PHOENIX — Just a few days after being sworn in, Maricopa County Attorney Allister Adel is promising sweeping changes to an office which has often been mired in controversy.
In an exclusive interview with ABC 15, Adel promised to clear a backlog of public records requests, put a greater priority on investigating police use of force, and appoint a citizens review panel to act as a watchdog for the office itself.
"The office should not be in headlines for things that are a distraction for the people doing that hard work in there," she said. "We will restore any broken confidences in the community. I'm committed to that."
Adel inherits an office already dealing with an ethics complaint involving one of its top prosecutors, Juan Martinez. Martinez has faced seven complaints for prosecutorial misconduct in the last four years, and his personnel file shows complaints of sexual harassment dating back 30 years. Adel won't say if she plans to fire Martinez.
She said she will allow the ethics investigations to run their course. Those investigations are being handled by the Arizona State Bar, and an independent counsel appointed by the Arizona Supreme Court.
Adel's predecessor, former county attorney Bill Montgomery, is also facing an ethics complaint that he failed to properly supervise Martinez.
Montgomery left the county attorney's office last month, after Governor Doug Ducey appointed him to the state supreme court.
Adel said she draws on her experience in the county attorney's office under former prosecutor Andrew Thomas. Thomas was disbarred after leaving office, accused of abusing his power to carry out politically motivated investigations.

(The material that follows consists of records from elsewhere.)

//! Groups and the role-removal cascade.

use crate::error::{ModelError, ModelResult};
use crate::page::Page;
use crate::view::{ModelKey, View};
use mapstore_core::{
    CriteriaBuilder, EventBus, FieldValue, MapEntity, MapStorage, Operator, SearchableField,
    SharedTransaction, Subscription, Tracked, UnitOfWork, UnitOfWorkId, ValueKind,
};
use parking_lot::Mutex;
use serde::{Deserialize, Serialize};
use std::collections::{BTreeMap, BTreeSet, HashMap};
use std::sync::Arc;
use tracing::debug;

/// A group of users within a realm.
#[derive(Debug, Clone, PartialEq, Eq, Serialize, Deserialize)]
pub struct Group<K> {
    /// Identity.
    pub id: K,
    /// Realm the group belongs to.
    pub realm_id: String,
    /// Name, unique among siblings.
    pub name: String,
    /// Id of the parent group; top-level groups have none.
    #[serde(default)]
    pub parent_id: Option<String>,
    /// Ids of the roles granted to members.
    #[serde(default)]
    pub granted_roles: BTreeSet<String>,
    /// Free-form attributes.
    #[serde(default)]
    pub attributes: BTreeMap<String, Vec<String>>,
}

/// Searchable fields of [`Group`].
#[derive(Debug, Clone, Copy, PartialEq, Eq, Hash)]
pub enum GroupField {
    /// Id in its string form.
    Id,
    /// Realm id.
    RealmId,
    /// Name.
    Name,
    /// Parent group id.
    ParentId,
    /// Granted role ids.
    AssignedRole,
}

impl SearchableField for GroupField {
    fn name(&self) -> &'static str {
        match self {
            Self::Id => "ID",
            Self::RealmId => "REALM_ID",
            Self::Name => "NAME",
            Self::ParentId => "PARENT_ID",
            Self::AssignedRole => "ASSIGNED_ROLE",
        }
    }

    fn kind(&self) -> ValueKind {
        match self {
            Self::AssignedRole => ValueKind::StrSet,
            _ => ValueKind::Str,
        }
    }
}

impl<K: ModelKey> MapEntity for Group<K> {
    type Key = K;
    type Field = GroupField;

    fn id(&self) -> &K {
        &self.id
    }

    fn field_value(&self, field: GroupField) -> FieldValue<'_> {
        match field {
            GroupField::Id => FieldValue::from(self.id.to_string()),
            GroupField::RealmId => FieldValue::str(&self.realm_id),
            GroupField::Name => FieldValue::str(&self.name),
            GroupField::ParentId => FieldValue::opt_str(self.parent_id.as_deref()),
            GroupField::AssignedRole => FieldValue::many(&self.granted_roles),
        }
    }
}

/// A view of a group inside a store's transaction.
pub type GroupView<K> = View<Group<K>>;

impl<K: ModelKey> View<Group<K>> {
    /// Realm id.
    pub fn realm_id(&self) -> String {
        self.get(|g| g.realm_id.clone())
    }

    /// Name.
    pub fn name(&self) -> String {
        self.get(|g| g.name.clone())
    }

    /// Renames the group.
    pub fn set_name(&self, name: impl Into<String>) {
        let name = name.into();
        self.set(|g| g.name = name);
    }

    /// Parent group id.
    pub fn parent_id(&self) -> Option<String> {
        self.get(|g| g.parent_id.clone())
    }

    /// Granted role ids.
    pub fn role_mappings(&self) -> BTreeSet<String> {
        self.get(|g| g.granted_roles.clone())
    }

    /// Returns true if members are granted `role_id`.
    pub fn has_role(&self, role_id: &str) -> bool {
        self.get(|g| g.granted_roles.contains(role_id))
    }

    /// Grants a role to members.
    pub fn grant_role(&self, role_id: impl Into<String>) {
        let role_id = role_id.into();
        self.set(|g| {
            g.granted_roles.insert(role_id);
        });
    }

    /// Revokes a role. Returns false if it was not granted.
    pub fn delete_role_mapping(&self, role_id: &str) -> bool {
        self.set(|g| g.granted_roles.remove(role_id))
    }

    /// All attributes.
    pub fn attributes(&self) -> BTreeMap<String, Vec<String>> {
        self.get(|g| g.attributes.clone())
    }

    /// Replaces an attribute's values.
    pub fn set_attribute(&self, name: impl Into<String>, values: Vec<String>) {
        let name = name.into();
        self.set(|g| {
            g.attributes.insert(name, values);
        });
    }
}

/// A role was removed from a realm or one of its clients.
#[derive(Debug, Clone, PartialEq, Eq)]
pub struct RoleRemovedEvent {
    /// Realm the role belonged to.
    pub realm_id: String,
    /// Id of the removed role.
    pub role_id: String,
}

/// Group operations bound to one unit of work.
pub struct GroupStore<K: ModelKey> {
    storage: Arc<MapStorage<Group<K>>>,
    tx: SharedTransaction<Group<K>>,
}

impl<K: ModelKey> GroupStore<K> {
    /// Opens a transaction on `storage` enlisted in `uow`.
    pub fn new(storage: Arc<MapStorage<Group<K>>>, uow: &UnitOfWork) -> Self {
        let tx = storage.create_transaction(uow);
        Self { storage, tx }
    }

    /// Creates a group. `id` is generated when `None`.
    ///
    /// # Errors
    ///
    /// Returns [`ModelError::Duplicate`] if the id is taken or a sibling
    /// has the same name, and [`ModelError::InvalidId`] if `id` is not a
    /// valid key.
    pub fn create(
        &self,
        realm_id: &str,
        id: Option<&str>,
        name: &str,
        parent_id: Option<&str>,
    ) -> ModelResult<GroupView<K>> {
        let keys = self.storage.key_converter();
        let key = match id {
            Some(id) => keys.from_string(id)?,
            None => keys.yield_new_unique_key()?,
        };
        let siblings = self.siblings(realm_id, parent_id)?;
        let same_name = siblings.compare(GroupField::Name, Operator::Eq, name)?;

        let mut tx = self.tx.lock();
        if tx.read(&key)?.is_some() {
            return Err(ModelError::duplicate(format!(
                "group {} already exists",
                keys.key_to_string(&key)
            )));
        }
        if tx.get_count(&same_name)? > 0 {
            return Err(ModelError::duplicate(format!(
                "sibling group named {name} already exists"
            )));
        }
        let entity = Group {
            id: key.clone(),
            realm_id: realm_id.to_owned(),
            name: name.to_owned(),
            parent_id: parent_id.map(str::to_owned),
            granted_roles: BTreeSet::new(),
            attributes: BTreeMap::new(),
        };
        let tracked = tx.create(key, entity)?;
        Ok(self.view(tracked))
    }

    /// Finds a group of `realm_id`. Ids that are not valid keys, and groups
    /// of other realms, find nothing.
    ///
    /// # Errors
    ///
    /// Backend errors are passed through.
    pub fn get(&self, realm_id: &str, id: &str) -> ModelResult<Option<GroupView<K>>> {
        let Some(key) = self.storage.key_converter().from_string_safe(id) else {
            return Ok(None);
        };
        let found = self.tx.lock().read(&key)?;
        Ok(found
            .filter(|g| g.read().realm_id == realm_id)
            .map(|t| self.view(t)))
    }

    /// Groups of a realm whose name contains `search`, ignoring case,
    /// ordered by name.
    ///
    /// # Errors
    ///
    /// Backend errors are passed through.
    pub fn search_by_name(
        &self,
        realm_id: &str,
        search: &str,
        page: Page,
    ) -> ModelResult<Vec<GroupView<K>>> {
        let criteria = self
            .realm_criteria(realm_id)?
            .compare(GroupField::Name, Operator::ILike, format!("%{search}%"))?;
        let mut found = self.query_tracked(&criteria)?;
        found.sort_by_cached_key(|g| g.read().name.clone());
        Ok(page.apply(found.into_iter()).map(|t| self.view(t)).collect())
    }

    /// Top-level groups of a realm, ordered by name.
    ///
    /// # Errors
    ///
    /// Backend errors are passed through.
    pub fn top_level(&self, realm_id: &str, page: Page) -> ModelResult<Vec<GroupView<K>>> {
        let mut found = self.query_tracked(&self.siblings(realm_id, None)?)?;
        found.sort_by_cached_key(|g| g.read().name.clone());
        Ok(page.apply(found.into_iter()).map(|t| self.view(t)).collect())
    }

    /// Direct subgroups of a group, ordered by name.
    ///
    /// # Errors
    ///
    /// Backend errors are passed through.
    pub fn subgroups(&self, realm_id: &str, parent_id: &str) -> ModelResult<Vec<GroupView<K>>> {
        let mut found = self.query_tracked(&self.siblings(realm_id, Some(parent_id))?)?;
        found.sort_by_cached_key(|g| g.read().name.clone());
        Ok(found.into_iter().map(|t| self.view(t)).collect())
    }

    /// Number of groups in a realm.
    ///
    /// # Errors
    ///
    /// Backend errors are passed through.
    pub fn count(&self, realm_id: &str) -> ModelResult<usize> {
        let criteria = self.realm_criteria(realm_id)?;
        Ok(self.tx.lock().get_count(&criteria)?)
    }

    /// Removes a group and, recursively, its subgroups. Returns false if
    /// the group does not exist in `realm_id`.
    ///
    /// # Errors
    ///
    /// Backend errors are passed through.
    pub fn remove(&self, realm_id: &str, id: &str) -> ModelResult<bool> {
        let Some(group) = self.get(realm_id, id)? else {
            return Ok(false);
        };
        for child in self.subgroups(realm_id, id)? {
            self.remove(realm_id, &child.id())?;
        }
        let key = group.get(|g| g.id.clone());
        Ok(self.tx.lock().delete(&key)?)
    }

    /// Revokes `role_id` from every group of `realm_id` that grants it.
    /// Returns how many groups changed.
    ///
    /// # Errors
    ///
    /// Backend errors are passed through.
    pub fn pre_remove_role(&self, realm_id: &str, role_id: &str) -> ModelResult<usize> {
        let criteria = self
            .realm_criteria(realm_id)?
            .compare(GroupField::AssignedRole, Operator::Eq, role_id)?;
        let groups = self.query_tracked(&criteria)?;
        for group in &groups {
            group.update(|g| g.granted_roles.remove(role_id));
        }
        debug!(realm_id, role_id, groups = groups.len(), "revoked removed role from groups");
        Ok(groups.len())
    }

    fn realm_criteria(&self, realm_id: &str) -> ModelResult<CriteriaBuilder<GroupField>> {
        Ok(self
            .storage
            .create_criteria_builder()
            .compare(GroupField::RealmId, Operator::Eq, realm_id)?)
    }

    fn siblings(
        &self,
        realm_id: &str,
        parent_id: Option<&str>,
    ) -> ModelResult<CriteriaBuilder<GroupField>> {
        let criteria = self.realm_criteria(realm_id)?;
        Ok(match parent_id {
            Some(parent) => criteria.compare(GroupField::ParentId, Operator::Eq, parent)?,
            None => criteria.not_exists(GroupField::ParentId)?,
        })
    }

    fn query_tracked(
        &self,
        criteria: &CriteriaBuilder<GroupField>,
    ) -> ModelResult<Vec<Tracked<Group<K>>>> {
        let mut tx = self.tx.lock();
        let found = tx.get_updated_not_removed(criteria)?.collect();
        Ok(found)
    }

    fn view(&self, tracked: Tracked<Group<K>>) -> GroupView<K> {
        View::new(tracked, self.storage.key_converter_handle())
    }
}

/// Group transactions of the units of work still in progress.
type OpenTransactions<K> = Mutex<HashMap<UnitOfWorkId, SharedTransaction<Group<K>>>>;

/// Opens [`GroupStore`]s and keeps groups consistent with role removal.
///
/// Every store the factory opens for the same unit of work shares one
/// transaction, so changes made through any of them are visible to the
/// others. While the factory is alive, every [`RoleRemovedEvent`] published
/// on the bus revokes the role from the realm's groups through that same
/// transaction.
pub struct GroupStoreFactory<K: ModelKey> {
    storage: Arc<MapStorage<Group<K>>>,
    open: Arc<OpenTransactions<K>>,
    _role_removed: Subscription,
}

impl<K: ModelKey> GroupStoreFactory<K> {
    /// Creates the factory and subscribes it to `roles_removed`.
    pub fn new(
        storage: Arc<MapStorage<Group<K>>>,
        roles_removed: &EventBus<RoleRemovedEvent>,
    ) -> Self {
        let open: Arc<OpenTransactions<K>> = Arc::new(Mutex::new(HashMap::new()));
        let handler_storage = Arc::clone(&storage);
        let handler_open = Arc::clone(&open);
        let subscription = roles_removed.subscribe(move |uow, event: &RoleRemovedEvent| {
            store_for(&handler_storage, &handler_open, uow)
                .pre_remove_role(&event.realm_id, &event.role_id)?;
            Ok(())
        });
        Self {
            storage,
            open,
            _role_removed: subscription,
        }
    }

    /// Returns the store of `uow`, opening its transaction on first use.
    pub fn create(&self, uow: &UnitOfWork) -> GroupStore<K> {
        store_for(&self.storage, &self.open, uow)
    }
}

fn store_for<K: ModelKey>(
    storage: &Arc<MapStorage<Group<K>>>,
    open: &OpenTransactions<K>,
    uow: &UnitOfWork,
) -> GroupStore<K> {
    let mut open = open.lock();
    open.retain(|_, tx| tx.lock().is_active());
    let tx = open
        .entry(uow.id())
        .or_insert_with(|| storage.create_transaction(uow))
        .clone();
    GroupStore {
        storage: Arc::clone(storage),
        tx,
    }
}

"I lived through that. I know what it felt like. I know what it felt like for the attorneys and the staff in the office, and I could see the damage it did in the community," she said.
Adel also said she is committed to criminal justice reform -- another departure from her conservative predecessor.
Arizona has the fourth highest incarceration rate in the country, costing taxpayers more than $1 billion each year. Adel wants to focus on diversion programs and drug treatment for first-time and non-violent offenders.
"If we have these defendants back and working and contributing to the economy and paying their taxes, that helps every single one of us... rather than them resorting to what they know which is to go to crime," she said.
Adel was appointed by the Maricopa County Board of Supervisors last week in a unanimous vote.
She will serve out the remainder of Montgomery's term, which ends in 2020. Adel, a Republican, also confirms, she is launching a campaign to retain the seat when voters go to the polls in November 2020.